Task statement:
This exercise calls for every line of the data below with the string "failure" in it.

Material for this exercise:
/// Format a rupee amount with en-IN digit grouping: the last three digits
/// form one group, every group above that is two digits ("₹1,23,456").
pub fn format_inr(amount: i64) -> String {
    let sign = if amount < 0 { "-" } else { "" };
    format!("{}₹{}", sign, group_indian(&amount.unsigned_abs().to_string()))
}

fn group_indian(digits: &str) -> String {
    if digits.len() <= 3 {
        return digits.to_string();
    }

    let (head, tail) = digits.split_at(digits.len() - 3);
    let mut groups = Vec::new();
    let mut end = head.len();
    while end > 2 {
        groups.push(&head[end - 2..end]);
        end -= 2;
    }
    groups.push(&head[..end]);
    groups.reverse();

    format!("{},{}", groups.join(","), tail)
}
//! Service layer

pub mod expiry;
pub mod image_storage;

pub use expiry::{ConsumeOutcome, ExpiryService, ExpiryStatus, ProductRef, VerifyOutcome, evaluate};
pub use image_storage::{ImageStorage, LocalImageStorage, StoredImage};
#[cfg(test)]
mod tests {
    use super::*;

    fn date(y: i32, m: u32, d: u32) -> NaiveDate {
        NaiveDate::from_ymd_opt(y, m, d).unwrap()
    }

    #[test]
    fn test_evaluate_expired() {
        let check = evaluate(date(2026, 8, 25), date(2026, 8, 29));
        assert_eq!(check.status, ExpiryStatus::Expired);
        assert_eq!(check.days_diff, -4);
    }

    #[test]
    fn test_evaluate_boundary_day_is_sellable() {
        let check = evaluate(date(2026, 8, 29), date(2026, 8, 29));
        assert_eq!(check.status, ExpiryStatus::ExpiresToday);
        assert_eq!(check.days_diff, 0);
    }

    #[test]
    fn test_evaluate_valid() {
        let check = evaluate(date(2026, 9, 3), date(2026, 8, 29));
        assert_eq!(check.status, ExpiryStatus::Valid);
        assert_eq!(check.days_diff, 5);
    }

    #[test]
    fn test_evaluate_one_day_past() {
        let check = evaluate(date(2026, 8, 28), date(2026, 8, 29));
        assert_eq!(check.status, ExpiryStatus::Expired);
        assert_eq!(check.days_diff, -1);
    }

    #[test]
    fn test_evaluate_across_month_boundary() {
        let check = evaluate(date(2026, 9, 1), date(2026, 8, 29));
        assert_eq!(check.status, ExpiryStatus::Valid);
        assert_eq!(check.days_diff, 3);
    }

    #[test]
    fn test_status_serialization() {
        assert_eq!(
            serde_json::to_string(&ExpiryStatus::ExpiresToday).unwrap(),
            "\"EXPIRES_TODAY\""
        );
        assert_eq!(
            serde_json::to_string(&ExpiryStatus::Expired).unwrap(),
            "\"EXPIRED\""
        );
        assert_eq!(
            serde_json::to_string(&ExpiryStatus::Valid).unwrap(),
            "\"VALID\""
        );
    }

    #[test]
    fn test_outcome_omits_absent_fields() {
        let outcome = VerifyOutcome::not_found();
        let json = serde_json::to_string(&outcome).unwrap();
        assert_eq!(json, r#"{"error":"Product not found"}"#);
    }

    use std::sync::atomic::{AtomicU32, Ordering};

    use crate::db::DbService;
    use crate::db::models::ProductCreate;
    use crate::utils::UuidSource;

    async fn mem_service(
        ids: Arc<dyn IdSource>,
        store_timeout: Duration,
    ) -> (ExpiryService, Surreal<Db>) {
        let db = DbService::new_memory().await.unwrap();
        let service = ExpiryService::new(db.db.clone(), ids, store_timeout, false);
        (service, db.db)
    }

    fn payload(lot: &str, expiry: NaiveDate) -> ProductCreate {
        ProductCreate {
            product_code: "P-001".to_string(),
            name: "Orange juice".to_string(),
            lot_name: lot.to_string(),
            expiry_date: expiry,
            quantity: 1,
            image_url: None,
            status: None,
        }
    }

    #[tokio::test]
    async fn test_lock_table_entry_dropped_after_cascade() {
        let ids: Arc<dyn IdSource> = Arc::new(UuidSource);
        let (service, db) = mem_service(ids.clone(), Duration::from_secs(5)).await;
        let products = ProductRepository::new(db, ids);

        products
            .create(payload("L-1", date(2026, 1, 1)))
            .await
            .unwrap();

        let affected = service.cascade_expire("L-1").await.unwrap();
        assert_eq!(affected.len(), 1);
        assert!(service.lot_locks.is_empty());
    }

    /// Id source shorter than the tag suffix cap
    struct ShortIds(AtomicU32);

    impl IdSource for ShortIds {
        fn next_id(&self) -> String {
            format!("s{}", self.0.fetch_add(1, Ordering::SeqCst))
        }
    }

    #[tokio::test]
    async fn test_short_ids_yield_short_flight_tag() {
        let ids: Arc<dyn IdSource> = Arc::new(ShortIds(AtomicU32::new(0)));
        let (service, db) = mem_service(ids.clone(), Duration::from_secs(5)).await;
        let products = ProductRepository::new(db.clone(), ids.clone());

        let p = products
            .create(payload("L-1", date(2099, 1, 1)))
            .await
            .unwrap();

        let outcome = service
            .check_and_consume(&p.key(), date(2026, 8, 29))
            .await
            .unwrap();
        assert!(outcome.sale_uuid.is_some());

        let sales = SaleRepository::new(db, ids).find_all().await.unwrap();
        assert_eq!(sales.len(), 1);
        assert!(sales[0].flight_tag.starts_with("FL-s"));
        assert!(sales[0].flight_tag.len() <= 9);
    }
}
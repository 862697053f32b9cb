//! API routing module
//!
//! # Structure
//!
//! - [`health`] - health check
//! - [`products`] - product intake, verification, and exit
//! - [`images`] - image upload and serving

use axum::Router;
use http::{HeaderName, HeaderValue};
use tower_http::compression::CompressionLayer;
use tower_http::cors::CorsLayer;
use tower_http::request_id::{
    MakeRequestId, PropagateRequestIdLayer, RequestId, SetRequestIdLayer,
};
use tower_http::trace::TraceLayer;
use uuid::Uuid;

use crate::core::ServerState;

pub mod extract;
pub mod health;
pub mod images;
pub mod products;

pub use extract::AppJson;

/// Custom request ID generator
#[derive(Clone)]
struct XRequestId;

impl MakeRequestId for XRequestId {
    fn make_request_id<B>(&mut self, _request: &http::Request<B>) -> Option<RequestId> {
        let id = Uuid::new_v4().to_string();
        HeaderValue::from_str(&id).ok().map(RequestId::new)
    }
}

/// Build a router with all routes registered (no middleware, no state)
pub fn build_router() -> Router<ServerState> {
    Router::new()
        .merge(products::router())
        .merge(images::router())
        .merge(health::router())
}

/// Build a fully configured application with all middleware and state
pub fn build_app(state: ServerState) -> Router {
    build_router()
        // CORS - Handle cross-origin requests
        .layer(CorsLayer::permissive())
        // Compression - Gzip compress responses
        .layer(CompressionLayer::new())
        // Trace - Request tracing (logs at INFO level)
        .layer(TraceLayer::new_for_http())
        // Request ID - Generate unique ID for each request
        .layer(SetRequestIdLayer::new(
            HeaderName::from_static("x-request-id"),
            XRequestId,
        ))
        // Propagate request ID to response
        .layer(PropagateRequestIdLayer::new(HeaderName::from_static(
            "x-request-id",
        )))
        .with_state(state)
}
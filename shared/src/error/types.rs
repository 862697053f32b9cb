//! Error types and API response structures

use super::codes::ErrorCode;
use http::StatusCode;
use serde::{Deserialize, Serialize};
use serde_json::Value;
use std::collections::HashMap;
use thiserror::Error;

/// Application error with structured error code and details
///
/// The primary error type for the backend, providing:
/// - Standardized error codes via [`ErrorCode`]
/// - Human-readable messages
/// - Optional structured details for debugging
#[derive(Debug, Clone, Error)]
#[error("{message}")]
pub struct AppError {
    /// The error code identifying the type of error
    pub code: ErrorCode,
    /// Human-readable error message
    pub message: String,
    /// Optional additional details (field-level errors, context, etc.)
    pub details: Option<HashMap<String, Value>>,
}

impl AppError {
    /// Create a new error with the default message for the error code
    pub fn new(code: ErrorCode) -> Self {
        Self {
            message: code.message().to_string(),
            code,
            details: None,
        }
    }

    /// Create a new error with a custom message
    pub fn with_message(code: ErrorCode, message: impl Into<String>) -> Self {
        Self {
            code,
            message: message.into(),
            details: None,
        }
    }

    /// Add a detail entry to this error
    pub fn with_detail(mut self, key: impl Into<String>, value: impl Into<Value>) -> Self {
        self.details
            .get_or_insert_with(HashMap::new)
            .insert(key.into(), value.into());
        self
    }

    /// Get the HTTP status code for this error
    pub fn http_status(&self) -> StatusCode {
        self.code.http_status()
    }

    // ==================== Convenience constructors ====================

    /// Create a validation error
    pub fn validation(msg: impl Into<String>) -> Self {
        Self::with_message(ErrorCode::ValidationFailed, msg)
    }

    /// Create a not found error
    pub fn not_found(resource: impl Into<String>) -> Self {
        let r = resource.into();
        Self::with_message(ErrorCode::NotFound, format!("{} not found", r))
            .with_detail("resource", r)
    }

    /// Create an internal error
    pub fn internal(msg: impl Into<String>) -> Self {
        Self::with_message(ErrorCode::InternalError, msg)
    }

    /// Create a database error
    pub fn database(msg: impl Into<String>) -> Self {
        Self::with_message(ErrorCode::DatabaseError, msg)
    }

    /// Create an invalid request error
    pub fn invalid_request(msg: impl Into<String>) -> Self {
        Self::with_message(ErrorCode::InvalidRequest, msg)
    }

    /// Create an already exists error
    pub fn already_exists(resource: impl Into<String>) -> Self {
        let r = resource.into();
        Self::with_message(ErrorCode::AlreadyExists, format!("{} already exists", r))
            .with_detail("resource", r)
    }

    /// Create a store timeout error
    pub fn timeout(operation: impl Into<String>) -> Self {
        Self::new(ErrorCode::TimeoutError).with_detail("operation", operation.into())
    }

    /// Create a file storage (image gateway) error with a safe client message
    pub fn storage(msg: impl Into<String>) -> Self {
        Self::with_message(ErrorCode::FileStorageFailed, msg)
    }
}

/// Unified API response structure
///
/// Provides a consistent response format for all API endpoints:
/// - `code`: error code (0 for success)
/// - `message`: human-readable message
/// - `data`: response payload (on success)
/// - `details`: additional error details (on failure)
#[derive(Debug, Clone, Serialize, Deserialize)]
pub struct ApiResponse<T> {
    /// Error code (0 for success, non-zero for errors)
    #[serde(skip_serializing_if = "Option::is_none")]
    pub code: Option<u16>,
    /// Human-readable message
    pub message: String,
    /// Response data (present on success)
    #[serde(skip_serializing_if = "Option::is_none")]
    pub data: Option<T>,
    /// Additional error details (present on failure)
    #[serde(skip_serializing_if = "Option::is_none")]
    pub details: Option<HashMap<String, Value>>,
}

impl<T> ApiResponse<T> {
    /// Create a success response with data
    pub fn success(data: T) -> Self {
        Self {
            code: Some(0),
            message: "OK".to_string(),
            data: Some(data),
            details: None,
        }
    }

    /// Create a success response with custom message and data
    pub fn success_with_message(message: impl Into<String>, data: T) -> Self {
        Self {
            code: Some(0),
            message: message.into(),
            data: Some(data),
            details: None,
        }
    }
}

impl ApiResponse<()> {
    /// Create a success response without data
    pub fn ok() -> Self {
        Self {
            code: Some(0),
            message: "OK".to_string(),
            data: None,
            details: None,
        }
    }

    /// Create an error response from an AppError
    pub fn error(err: &AppError) -> Self {
        Self {
            code: Some(err.code.code()),
            message: err.message.clone(),
            data: None,
            details: err.details.clone(),
        }
    }
}

impl<T> From<AppError> for ApiResponse<T> {
    fn from(err: AppError) -> Self {
        Self {
            code: Some(err.code.code()),
            message: err.message,
            data: None,
            details: err.details,
        }
    }
}

/// Type alias for Result with AppError
pub type AppResult<T> = Result<T, AppError>;

// ===== Axum Integration =====

impl axum::response::IntoResponse for AppError {
    fn into_response(self) -> axum::response::Response {
        use axum::Json;

        let status = self.http_status();
        let body = ApiResponse::<()>::error(&self);

        // Log system errors
        if matches!(self.code.category(), super::category::ErrorCategory::System) {
            tracing::error!(
                code = %self.code,
                message = %self.message,
                "System error occurred"
            );
        }

        (status, Json(body)).into_response()
    }
}

impl<T: Serialize> axum::response::IntoResponse for ApiResponse<T> {
    fn into_response(self) -> axum::response::Response {
        use axum::Json;

        let status = if self.code == Some(0) || self.code.is_none() {
            http::StatusCode::OK
        } else {
            ErrorCode::try_from(self.code.unwrap_or(1))
                .map(|c| c.http_status())
                .unwrap_or(http::StatusCode::INTERNAL_SERVER_ERROR)
        };

        (status, Json(self)).into_response()
    }
}
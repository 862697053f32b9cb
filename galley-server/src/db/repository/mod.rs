//! Repository Module
//!
//! Provides CRUD operations for the SurrealDB tables.

pub mod expired;
pub mod product;
pub mod sale;

pub use expired::ExpiredRecordRepository;
pub use product::ProductRepository;
pub use sale::SaleRepository;

use surrealdb::Surreal;
use surrealdb::engine::local::Db;
use thiserror::Error;

use shared::error::AppError;

/// Repository error types
#[derive(Debug, Error)]
pub enum RepoError {
    #[error("Not found: {0}")]
    NotFound(String),

    #[error("Duplicate: {0}")]
    Duplicate(String),

    #[error("Database error: {0}")]
    Database(String),

    #[error("Validation error: {0}")]
    Validation(String),
}

impl From<surrealdb::Error> for RepoError {
    fn from(err: surrealdb::Error) -> Self {
        RepoError::Database(err.to_string())
    }
}

impl From<RepoError> for AppError {
    fn from(err: RepoError) -> Self {
        match err {
            RepoError::NotFound(msg) => {
                AppError::with_message(shared::error::ErrorCode::NotFound, msg)
            }
            RepoError::Duplicate(msg) => {
                AppError::with_message(shared::error::ErrorCode::AlreadyExists, msg)
            }
            RepoError::Database(msg) => AppError::database(msg),
            RepoError::Validation(msg) => AppError::validation(msg),
        }
    }
}

/// Result type for repository operations
pub type RepoResult<T> = Result<T, RepoError>;

// =============================================================================
// ID Convention: "table:id" everywhere
// =============================================================================
//
// All ids go through surrealdb::RecordId:
//   - parse:     let id: RecordId = "product:abc".parse()?;
//   - construct: let id = RecordId::from_table_key("product", "abc");
//   - table:     id.table()
//   - plain key: id.key().to_string()
//   - CRUD:      db.select(id) / db.delete(id) take RecordId directly
//
// Record keys come from an injected IdSource and are dash-free hex, so
// they never need angle-bracket escaping in query strings.

/// Base repository with database reference
#[derive(Clone)]
pub struct BaseRepository {
    db: Surreal<Db>,
}

impl BaseRepository {
    pub fn new(db: Surreal<Db>) -> Self {
        Self { db }
    }

    pub fn db(&self) -> &Surreal<Db> {
        &self.db
    }
}

/// Strip a "table:" prefix from an id if present
pub(crate) fn strip_table_prefix<'a>(table: &str, id: &'a str) -> &'a str {
    id.strip_prefix(table)
        .and_then(|rest| rest.strip_prefix(':'))
        .unwrap_or(id)
}

#[cfg(test)]
mod tests {
    use super::*;

    #[test]
    fn test_strip_table_prefix() {
        assert_eq!(strip_table_prefix("product", "product:abc"), "abc");
        assert_eq!(strip_table_prefix("product", "abc"), "abc");
        assert_eq!(strip_table_prefix("product", "sale_record:abc"), "sale_record:abc");
    }

    #[test]
    fn test_repo_error_to_app_error() {
        let err: AppError = RepoError::NotFound("Product x not found".into()).into();
        assert_eq!(err.code, shared::error::ErrorCode::NotFound);

        let err: AppError = RepoError::Database("boom".into()).into();
        assert_eq!(err.code, shared::error::ErrorCode::DatabaseError);
    }
}
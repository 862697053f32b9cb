//! HTTP status code mapping for error codes

use super::codes::ErrorCode;
use http::StatusCode;

impl ErrorCode {
    /// Get the appropriate HTTP status code for this error code
    pub fn http_status(&self) -> StatusCode {
        match self {
            // Success
            Self::Success => StatusCode::OK,

            // 404 Not Found
            Self::NotFound | Self::ProductNotFound => StatusCode::NOT_FOUND,

            // 409 Conflict
            Self::AlreadyExists => StatusCode::CONFLICT,

            // 422 Unprocessable Entity (business rule)
            Self::ProductExpired => StatusCode::UNPROCESSABLE_ENTITY,

            // 413 Payload Too Large
            Self::FileTooLarge => StatusCode::PAYLOAD_TOO_LARGE,

            // 503 Service Unavailable (transient errors, client can retry)
            Self::TimeoutError => StatusCode::SERVICE_UNAVAILABLE,

            // 500 Internal Server Error
            Self::InternalError
            | Self::DatabaseError
            | Self::ConfigError
            | Self::ImageProcessingFailed
            | Self::FileStorageFailed => StatusCode::INTERNAL_SERVER_ERROR,

            // 400 Bad Request (default for validation errors)
            _ => StatusCode::BAD_REQUEST,
        }
    }
}

#[cfg(test)]
mod tests {
    use super::*;

    #[test]
    fn test_not_found_status() {
        assert_eq!(ErrorCode::NotFound.http_status(), StatusCode::NOT_FOUND);
        assert_eq!(
            ErrorCode::ProductNotFound.http_status(),
            StatusCode::NOT_FOUND
        );
    }

    #[test]
    fn test_business_rule_status() {
        assert_eq!(
            ErrorCode::ProductExpired.http_status(),
            StatusCode::UNPROCESSABLE_ENTITY
        );
    }

    #[test]
    fn test_internal_error_status() {
        assert_eq!(
            ErrorCode::DatabaseError.http_status(),
            StatusCode::INTERNAL_SERVER_ERROR
        );
        assert_eq!(
            ErrorCode::FileStorageFailed.http_status(),
            StatusCode::INTERNAL_SERVER_ERROR
        );
    }

    #[test]
    fn test_transient_status() {
        assert_eq!(
            ErrorCode::TimeoutError.http_status(),
            StatusCode::SERVICE_UNAVAILABLE
        );
    }

    #[test]
    fn test_bad_request_default() {
        assert_eq!(
            ErrorCode::ValidationFailed.http_status(),
            StatusCode::BAD_REQUEST
        );
        assert_eq!(
            ErrorCode::InvalidExpiryDate.http_status(),
            StatusCode::BAD_REQUEST
        );
        assert_eq!(
            ErrorCode::UnsupportedFileFormat.http_status(),
            StatusCode::BAD_REQUEST
        );
    }
}
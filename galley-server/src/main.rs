use galley_server::{Config, Server, ServerState, print_banner, setup_environment};

#[tokio::main]
async fn main() -> Result<(), Box<dyn std::error::Error>> {
    // 1. Environment (dotenv, logging)
    setup_environment()?;

    print_banner();

    tracing::info!("Galley server starting...");

    // 2. Load configuration
    let config = Config::from_env();

    // 3. Initialize server state (work dir, database)
    let state = ServerState::initialize(&config).await?;

    // 4. Run the HTTP server
    let server = Server::with_state(config, state);

    if let Err(e) = server.run().await {
        tracing::error!("Server error: {}", e);
        return Err(e.into());
    }

    Ok(())
}
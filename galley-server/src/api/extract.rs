//! Request extractors
//!
//! [`AppJson`] replaces the stock `Json` extractor so body rejections
//! come back in the unified `ApiResponse{code, message}` shape instead
//! of axum's plain-text default. An unparseable or missing expiry date
//! gets its own error code; other body problems map to the generic
//! format code.

use axum::Json;
use axum::extract::rejection::JsonRejection;
use axum::extract::{FromRequest, Request};

use shared::error::{AppError, ErrorCode};

pub struct AppJson<T>(pub T);

impl<S, T> FromRequest<S> for AppJson<T>
where
    Json<T>: FromRequest<S, Rejection = JsonRejection>,
    S: Send + Sync,
{
    type Rejection = AppError;

    async fn from_request(req: Request, state: &S) -> Result<Self, Self::Rejection> {
        match Json::<T>::from_request(req, state).await {
            Ok(Json(value)) => Ok(Self(value)),
            Err(rejection) => Err(map_rejection(rejection)),
        }
    }
}

fn map_rejection(rejection: JsonRejection) -> AppError {
    let message = rejection.body_text();
    if message.contains("expiry_date") {
        AppError::with_message(ErrorCode::InvalidExpiryDate, message)
    } else {
        AppError::with_message(ErrorCode::InvalidFormat, message)
    }
}

#[cfg(test)]
mod tests {
    use super::*;
    use axum::body::Body;
    use http::{Request as HttpRequest, header};
    use serde::Deserialize;

    #[derive(Debug, Deserialize)]
    struct Payload {
        #[allow(dead_code)]
        expiry_date: chrono::NaiveDate,
    }

    fn json_request(body: &str) -> Request {
        HttpRequest::post("/")
            .header(header::CONTENT_TYPE, "application/json")
            .body(Body::from(body.to_string()))
            .unwrap()
    }

    #[tokio::test]
    async fn test_malformed_expiry_date_maps_to_expiry_code() {
        let req = json_request(r#"{"expiry_date": "not-a-date"}"#);
        let err = AppJson::<Payload>::from_request(req, &())
            .await
            .err()
            .unwrap();
        assert_eq!(err.code, ErrorCode::InvalidExpiryDate);
    }

    #[tokio::test]
    async fn test_missing_expiry_date_maps_to_expiry_code() {
        let req = json_request("{}");
        let err = AppJson::<Payload>::from_request(req, &())
            .await
            .err()
            .unwrap();
        assert_eq!(err.code, ErrorCode::InvalidExpiryDate);
    }

    #[tokio::test]
    async fn test_other_body_errors_map_to_format_code() {
        let req = json_request("not json at all");
        let err = AppJson::<Payload>::from_request(req, &())
            .await
            .err()
            .unwrap();
        assert_eq!(err.code, ErrorCode::InvalidFormat);
    }

    #[tokio::test]
    async fn test_valid_body_passes_through() {
        let req = json_request(r#"{"expiry_date": "2026-09-15"}"#);
        assert!(AppJson::<Payload>::from_request(req, &()).await.is_ok());
    }
}
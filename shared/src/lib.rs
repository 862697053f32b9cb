//! Shared types for the Galley inventory backend
//!
//! Common types used across crates: the unified error system
//! (error codes, [`error::AppError`], [`error::ApiResponse`]) and the
//! HTTP types it depends on.

pub mod error;

// Re-exports
pub use http;
pub use serde::{Deserialize, Serialize};

pub use error::{ApiResponse, AppError, AppResult, ErrorCategory, ErrorCode};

Written answer:
/// - `details`: additional error details (on failure)
    /// Additional error details (present on failure)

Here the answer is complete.